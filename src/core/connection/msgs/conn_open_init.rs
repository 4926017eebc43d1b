use crate::core::connection::connection::Counterparty;
use crate::core::connection::version::Version;
use crate::core::host::identifier::{ClientId, ConnectionId};
use crate::Signer;

/// Starts the connection handshake. The first mover needs no proof; the
/// counterparty's connection id stays empty until its `OpenTry` runs.
#[derive(Clone, Debug, PartialEq, Eq)]
pub struct MsgConnectionOpenInit {
    /// The (caller-chosen) identifier of the new local connection.
    pub connection_id: ConnectionId,
    /// The local client tracking the counterparty chain.
    pub client_id: ClientId,
    pub counterparty: Counterparty,
    /// Optional single-version proposal; the full compatible set is offered
    /// otherwise.
    pub version: Option<Version>,
    pub signer: Signer,
}
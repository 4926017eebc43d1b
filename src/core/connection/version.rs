//! Connection version negotiation.

use core::fmt::{Display, Error as FmtError, Formatter};

use crate::core::connection::error::ConnectionError;
use crate::prelude::*;

/// A connection version: an identifier plus the feature set both ends agree
/// to support on channels built over the connection.
#[derive(Clone, Debug, PartialEq, Eq, serde::Serialize, serde::Deserialize)]
pub struct Version {
    identifier: String,
    features: Vec<String>,
}

impl Version {
    pub fn new(identifier: String, features: Vec<String>) -> Self {
        Self {
            identifier,
            features,
        }
    }

    /// Checks whether the given feature is advertised by this version.
    pub fn is_supported_feature(&self, feature: &str) -> bool {
        self.features.iter().any(|f| f == feature)
    }
}

impl Default for Version {
    fn default() -> Self {
        Self {
            identifier: "1".to_string(),
            features: vec!["ORDER_ORDERED".to_string(), "ORDER_UNORDERED".to_string()],
        }
    }
}

impl Display for Version {
    fn fmt(&self, f: &mut Formatter<'_>) -> Result<(), FmtError> {
        write!(f, "{}", self.identifier)
    }
}

/// The set of versions this implementation speaks, most preferred first.
pub fn get_compatible_versions() -> Vec<Version> {
    vec![Version::default()]
}

/// Picks the first supported version out of the counterparty's proposals,
/// in our order of preference.
pub fn pick_version(
    supported_versions: &[Version],
    counterparty_versions: &[Version],
) -> Result<Version, ConnectionError> {
    if supported_versions.is_empty() || counterparty_versions.is_empty() {
        return Err(ConnectionError::EmptyVersions);
    }

    supported_versions
        .iter()
        .find(|sv| counterparty_versions.contains(sv))
        .cloned()
        .ok_or(ConnectionError::NoCommonVersion)
}

#[cfg(test)]
mod tests {
    use super::*;

    #[test]
    fn pick_version_prefers_local_order() {
        let ours = vec![
            Version::new("2".to_string(), vec![]),
            Version::default(),
        ];
        let theirs = vec![Version::default(), Version::new("2".to_string(), vec![])];
        let picked = pick_version(&ours, &theirs).expect("common version");
        assert_eq!(picked, Version::new("2".to_string(), vec![]));
    }

    #[test]
    fn pick_version_fails_without_overlap() {
        let theirs = vec![Version::new("9".to_string(), vec![])];
        assert!(pick_version(&get_compatible_versions(), &theirs).is_err());
        assert!(pick_version(&get_compatible_versions(), &[]).is_err());
    }
}
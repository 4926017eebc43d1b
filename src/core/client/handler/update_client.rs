//! Protocol logic for processing `MsgUpdateClient` messages.

use crate::core::client::events::UpdateClient;
use crate::core::client::msgs::MsgUpdateClient;
use crate::core::context::{ContextError, ExecutionContext, ValidationContext};
use crate::core::events::CoreEvent;
use crate::core::host::path::{ClientConsensusStatePath, ClientStatePath};
use crate::prelude::*;

pub fn validate<Ctx>(ctx: &Ctx, msg: &MsgUpdateClient) -> Result<(), ContextError>
where
    Ctx: ValidationContext,
{
    ctx.validate_message_signer(&msg.signer)?;

    // Read client state from the host chain store. The client must already
    // exist and must not be frozen.
    let client_state = ctx.client_state(&msg.client_id)?;
    client_state.verify_is_active(&msg.client_id)?;

    // Verify the header against the latest trusted consensus state.
    let trusted = ctx.consensus_state(&ClientConsensusStatePath::new(
        &msg.client_id,
        client_state.latest_height(),
    ))?;
    client_state.verify_header(&trusted, &msg.header)?;

    Ok(())
}

pub fn execute<Ctx>(ctx: &mut Ctx, msg: MsgUpdateClient) -> Result<(), ContextError>
where
    Ctx: ExecutionContext,
{
    let client_state = ctx.client_state(&msg.client_id)?;

    let (new_client_state, new_consensus_state) = client_state.update_state(&msg.header)?;

    let client_type = new_client_state.client_type();
    let consensus_height = msg.header.height();

    ctx.store_consensus_state(
        ClientConsensusStatePath::new(&msg.client_id, consensus_height),
        new_consensus_state,
    )?;
    ctx.store_client_state(ClientStatePath::new(&msg.client_id), new_client_state)?;

    ctx.log_message("success: update_client".to_string())?;
    tracing::debug!(client_id = %msg.client_id, %consensus_height, "client updated");

    ctx.emit_event(CoreEvent::UpdateClient(UpdateClient::new(
        msg.client_id,
        client_type,
        consensus_height,
    )))?;

    Ok(())
}

#[cfg(test)]
mod tests {
    use core::str::FromStr;

    use test_log::test;

    use super::*;
    use crate::core::client::error::ClientError;
    use crate::core::client::msgs::{ClientMsg, MsgCreateClient};
    use crate::core::entrypoint::dispatch;
    use crate::core::host::identifier::ClientId;
    use crate::core::routing::MsgEnvelope;
    use crate::mock::client_state::{MockClientState, MockConsensusState, MockHeader};
    use crate::mock::context::MockContext;
    use crate::mock::router::MockRouter;
    use crate::Height;
    use crate::Signer;

    fn signer() -> Signer {
        Signer::from("testsigner")
    }

    fn client_id() -> ClientId {
        ClientId::from_str("07-tendermint-0").expect("valid identifier")
    }

    fn create_client_at_height_one(ctx: &mut MockContext, router: &mut MockRouter) {
        let msg = MsgCreateClient::new(
            client_id(),
            MockClientState::new(Height::min()).into(),
            MockConsensusState::new(b"root at height one").into(),
            signer(),
        );
        dispatch(ctx, router, MsgEnvelope::Client(ClientMsg::CreateClient(msg)))
            .expect("client created");
    }

    #[test]
    fn update_advances_the_latest_height() {
        let mut ctx = MockContext::default();
        let mut router = MockRouter::new();
        create_client_at_height_one(&mut ctx, &mut router);

        let header = MockHeader::new(Height::new(2).expect("non-zero"), b"root at height two");
        let msg = MsgUpdateClient {
            client_id: client_id(),
            header: header.into(),
            signer: signer(),
        };
        dispatch(&mut ctx, &mut router, MsgEnvelope::Client(ClientMsg::UpdateClient(msg)))
            .expect("update accepted");

        let client_state = ctx.client_state(&client_id()).expect("client exists");
        assert_eq!(client_state.latest_height(), Height::new(2).expect("non-zero"));

        // The consensus state at the new height is retrievable.
        let consensus = ctx
            .consensus_state(&crate::core::host::path::ClientConsensusStatePath::new(
                &client_id(),
                Height::new(2).expect("non-zero"),
            ))
            .expect("consensus stored");
        assert_eq!(consensus.root().as_bytes(), b"root at height two");
    }

    #[test]
    fn conflicting_header_at_a_populated_height_is_rejected() {
        let mut ctx = MockContext::default();
        let mut router = MockRouter::new();
        create_client_at_height_one(&mut ctx, &mut router);

        let header = MockHeader::new(Height::new(2).expect("non-zero"), b"root at height two");
        let msg = MsgUpdateClient {
            client_id: client_id(),
            header: header.into(),
            signer: signer(),
        };
        dispatch(&mut ctx, &mut router, MsgEnvelope::Client(ClientMsg::UpdateClient(msg)))
            .expect("update accepted");

        // A second header for height 2 with a different root: ties favor
        // the existing record.
        let conflicting = MockHeader::new(Height::new(2).expect("non-zero"), b"another root");
        let msg = MsgUpdateClient {
            client_id: client_id(),
            header: conflicting.into(),
            signer: signer(),
        };
        let res = dispatch(
            &mut ctx,
            &mut router,
            MsgEnvelope::Client(ClientMsg::UpdateClient(msg)),
        );
        assert!(matches!(
            res,
            Err(ContextError::Client(ClientError::LowHeaderHeight { .. }))
        ));

        // The first record survives.
        let consensus = ctx
            .consensus_state(&crate::core::host::path::ClientConsensusStatePath::new(
                &client_id(),
                Height::new(2).expect("non-zero"),
            ))
            .expect("consensus stored");
        assert_eq!(consensus.root().as_bytes(), b"root at height two");
    }

    #[test]
    fn update_of_a_missing_client_fails() {
        let mut ctx = MockContext::default();
        let mut router = MockRouter::new();

        let header = MockHeader::new(Height::new(2).expect("non-zero"), b"some root");
        let msg = MsgUpdateClient {
            client_id: client_id(),
            header: header.into(),
            signer: signer(),
        };
        let res = dispatch(
            &mut ctx,
            &mut router,
            MsgEnvelope::Client(ClientMsg::UpdateClient(msg)),
        );
        assert!(matches!(
            res,
            Err(ContextError::Client(ClientError::ClientStateNotFound(_)))
        ));
    }

    #[test]
    fn empty_signer_is_rejected() {
        let mut ctx = MockContext::default();
        let mut router = MockRouter::new();
        create_client_at_height_one(&mut ctx, &mut router);

        let header = MockHeader::new(Height::new(2).expect("non-zero"), b"some root");
        let msg = MsgUpdateClient {
            client_id: client_id(),
            header: header.into(),
            signer: Signer::from(""),
        };
        let res = dispatch(
            &mut ctx,
            &mut router,
            MsgEnvelope::Client(ClientMsg::UpdateClient(msg)),
        );
        assert!(res.is_err());
    }
}
//! The escrow-and-mint token transfer application.
//!
//! Coins leaving their source chain are escrowed there and minted as
//! port/channel-prefixed vouchers on the destination; vouchers travelling
//! home are burned and the original escrow released. A failed
//! acknowledgement or a timeout refunds the sender, reversing whichever
//! debit the send performed.

pub mod acknowledgement;
pub mod amount;
pub mod coin;
pub mod context;
pub mod denom;
pub mod error;
pub mod events;
pub mod handler;
pub mod module;
pub mod msgs;
pub mod packet;

pub use acknowledgement::AckStatus;
pub use amount::Amount;
pub use coin::Coin;
pub use denom::{BaseDenom, PrefixedDenom, TracePrefix};
pub use error::TokenTransferError;
pub use module::TransferModule;

/// The port this application binds by default.
pub const PORT_ID_STR: &str = "tokentransfer";

/// The module id this application registers under.
pub const MODULE_ID_STR: &str = "tokentransfer";

/// The channel version this application speaks.
pub const VERSION: &str = "ft-transfer-1";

Activity: Filter the entries above down to the lines containing the word "this".

Exercise output:
    /// Checks whether the given feature is advertised by this version.
/// The set of versions this implementation speaks, most preferred first.
/// The port this application binds by default.
/// The module id this application registers under.
/// The channel version this application speaks.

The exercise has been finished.